== Segment start ==
// UI module for the taxi dashboard
// One screen per nav section, overlays drawn on top

pub mod screens;
pub mod widgets;

use crate::app::App;
use ratatui::layout::{Constraint, Direction, Layout, Margin, Rect};
use ratatui::style::{Color, Modifier, Style};
use ratatui::text::{Line as TextLine, Span};
use ratatui::widgets::{Block, Borders, Paragraph, Tabs};
use ratatui::Frame;
use taxi_dashboard_core::animation::OverlayPhase;
use taxi_dashboard_core::toggle::Section;

/// Terminal width from which the section tabs are shown inline instead of
/// behind the menu.
pub const WIDE_LAYOUT: u16 = 100;

pub fn ui(app: &App, f: &mut Frame<'_>) {
    if app.intro_phase() != OverlayPhase::Hidden {
        screens::overlays::render_intro(app, f);
        return;
    }

    let layout = Layout::default()
        .direction(Direction::Vertical)
        .constraints([
            Constraint::Length(3), // Header
            Constraint::Min(8),    // Section content
            Constraint::Length(1), // Status line
            Constraint::Length(1), // Shortcuts hint
        ])
        .split(f.area().inner(Margin::new(1, 0)));

    render_header(app, f, layout[0]);

    match app.session.section {
        Section::Dashboard => screens::dashboard::render_dashboard(app, f, layout[1]),
        Section::TopLocations => screens::locations::render_locations(app, f, layout[1]),
        Section::Map => screens::map::render_map(app, f, layout[1]),
        Section::Trends => screens::trends::render_trends(app, f, layout[1]),
        Section::Search => screens::search::render_search(app, f, layout[1]),
    }

    render_status(app, f, layout[2]);
    render_shortcuts(app, f, layout[3]);

    screens::overlays::render_overlays(app, f);
}

fn render_header(app: &App, f: &mut Frame<'_>, area: Rect) {
    let block = Block::default()
        .title(" NYC Taxi Trip Analytics ")
        .title_style(
            Style::default()
                .fg(Color::Cyan)
                .add_modifier(Modifier::BOLD),
        )
        .borders(Borders::ALL)
        .border_style(Style::default().fg(Color::Cyan));
    let inner = block.inner(area);
    f.render_widget(block, area);

    let split = Layout::default()
        .direction(Direction::Horizontal)
        .constraints([Constraint::Min(10), Constraint::Length(18)])
        .split(inner);

    if area.width >= WIDE_LAYOUT {
        let titles = Section::ALL
            .iter()
            .enumerate()
            .map(|(index, section)| TextLine::from(format!("{} {}", index + 1, section.label())))
            .collect::<Vec<_>>();

        let tabs = Tabs::new(titles)
            .select(app.session.section.index())
            .style(Style::default().fg(Color::Gray))
            .highlight_style(
                Style::default()
                    .fg(Color::Yellow)
                    .add_modifier(Modifier::BOLD),
            )
            .divider(Span::raw("|"));
        f.render_widget(tabs, split[0]);
    } else {
        let current = Paragraph::new(TextLine::from(vec![
            Span::styled("☰ ", Style::default().fg(Color::Yellow)),
            Span::styled(
                app.session.section.label(),
                Style::default().add_modifier(Modifier::BOLD),
            ),
            Span::styled("  (m: menu)", Style::default().fg(Color::DarkGray)),
        ]));
        f.render_widget(current, split[0]);
    }

    if app.is_loading() {
        widgets::loading::render_loading(f, split[1], &app.throbber, app.actions.in_flight());
    }
}

/// Most recent load failure, if any.
fn render_status(app: &App, f: &mut Frame<'_>, area: Rect) {
    let Some(last) = app.session.diagnostics().last() else {
        return;
    };
    let line = TextLine::from(vec![
        Span::styled("! ", Style::default().fg(Color::Red)),
        Span::styled(
            format!("{}: {}", last.source, last.message),
            Style::default().fg(Color::Gray),
        ),
    ]);
    f.render_widget(Paragraph::new(line), area);
}

fn render_shortcuts(app: &App, f: &mut Frame<'_>, area: Rect) {
    let section_keys = match app.session.section {
        Section::Trends => "←/→: date  ↑/↓: metric  ",
        Section::Search => "↑/↓: field  Enter: choose/search  Esc: back  ",
        Section::Dashboard | Section::TopLocations | Section::Map => "",
    };
    let hint = format!("{section_keys}Tab/1-5: section  m: menu  r: reload  ?: help  q: quit");
    f.render_widget(
        Paragraph::new(Span::styled(hint, Style::default().fg(Color::DarkGray))),
        area,
    );
}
== Segment end ==
TASK STATEMENT:
Return the whole listing exactly.

FINISHED TASK:
// UI module for the taxi dashboard
// One screen per nav section, overlays drawn on top

pub mod screens;
pub mod widgets;

use crate::app::App;
use ratatui::layout::{Constraint, Direction, Layout, Margin, Rect};
use ratatui::style::{Color, Modifier, Style};
use ratatui::text::{Line as TextLine, Span};
use ratatui::widgets::{Block, Borders, Paragraph, Tabs};
use ratatui::Frame;
use taxi_dashboard_core::animation::OverlayPhase;
use taxi_dashboard_core::toggle::Section;

/// Terminal width from which the section tabs are shown inline instead of
/// behind the menu.
pub const WIDE_LAYOUT: u16 = 100;

pub fn ui(app: &App, f: &mut Frame<'_>) {
    if app.intro_phase() != OverlayPhase::Hidden {
        screens::overlays::render_intro(app, f);
        return;
    }

    let layout = Layout::default()
        .direction(Direction::Vertical)
        .constraints([
            Constraint::Length(3), // Header
            Constraint::Min(8),    // Section content
            Constraint::Length(1), // Status line
            Constraint::Length(1), // Shortcuts hint
        ])
        .split(f.area().inner(Margin::new(1, 0)));

    render_header(app, f, layout[0]);

    match app.session.section {
        Section::Dashboard => screens::dashboard::render_dashboard(app, f, layout[1]),
        Section::TopLocations => screens::locations::render_locations(app, f, layout[1]),
        Section::Map => screens::map::render_map(app, f, layout[1]),
        Section::Trends => screens::trends::render_trends(app, f, layout[1]),
        Section::Search => screens::search::render_search(app, f, layout[1]),
    }

    render_status(app, f, layout[2]);
    render_shortcuts(app, f, layout[3]);

    screens::overlays::render_overlays(app, f);
}

fn render_header(app: &App, f: &mut Frame<'_>, area: Rect) {
    let block = Block::default()
        .title(" NYC Taxi Trip Analytics ")
        .title_style(
            Style::default()
                .fg(Color::Cyan)
                .add_modifier(Modifier::BOLD),
        )
        .borders(Borders::ALL)
        .border_style(Style::default().fg(Color::Cyan));
    let inner = block.inner(area);
    f.render_widget(block, area);

    let split = Layout::default()
        .direction(Direction::Horizontal)
        .constraints([Constraint::Min(10), Constraint::Length(18)])
        .split(inner);

    if area.width >= WIDE_LAYOUT {
        let titles = Section::ALL
            .iter()
            .enumerate()
            .map(|(index, section)| TextLine::from(format!("{} {}", index + 1, section.label())))
            .collect::<Vec<_>>();

        let tabs = Tabs::new(titles)
            .select(app.session.section.index())
            .style(Style::default().fg(Color::Gray))
            .highlight_style(
                Style::default()
                    .fg(Color::Yellow)
                    .add_modifier(Modifier::BOLD),
            )
            .divider(Span::raw("|"));
        f.render_widget(tabs, split[0]);
    } else {
        let current = Paragraph::new(TextLine::from(vec![
            Span::styled("☰ ", Style::default().fg(Color::Yellow)),
            Span::styled(
                app.session.section.label(),
                Style::default().add_modifier(Modifier::BOLD),
            ),
            Span::styled("  (m: menu)", Style::default().fg(Color::DarkGray)),
        ]));
        f.render_widget(current, split[0]);
    }

    if app.is_loading() {
        widgets::loading::render_loading(f, split[1], &app.throbber, app.actions.in_flight());
    }
}

/// Most recent load failure, if any.
fn render_status(app: &App, f: &mut Frame<'_>, area: Rect) {
    let Some(last) = app.session.diagnostics().last() else {
        return;
    };
    let line = TextLine::from(vec![
        Span::styled("! ", Style::default().fg(Color::Red)),
        Span::styled(
            format!("{}: {}", last.source, last.message),
            Style::default().fg(Color::Gray),
        ),
    ]);
    f.render_widget(Paragraph::new(line), area);
}

fn render_shortcuts(app: &App, f: &mut Frame<'_>, area: Rect) {
    let section_keys = match app.session.section {
        Section::Trends => "←/→: date  ↑/↓: metric  ",
        Section::Search => "↑/↓: field  Enter: choose/search  Esc: back  ",
        Section::Dashboard | Section::TopLocations | Section::Map => "",
    };
    let hint = format!("{section_keys}Tab/1-5: section  m: menu  r: reload  ?: help  q: quit");
    f.render_widget(
        Paragraph::new(Span::styled(hint, Style::default().fg(Color::DarkGray))),
        area,
    );
}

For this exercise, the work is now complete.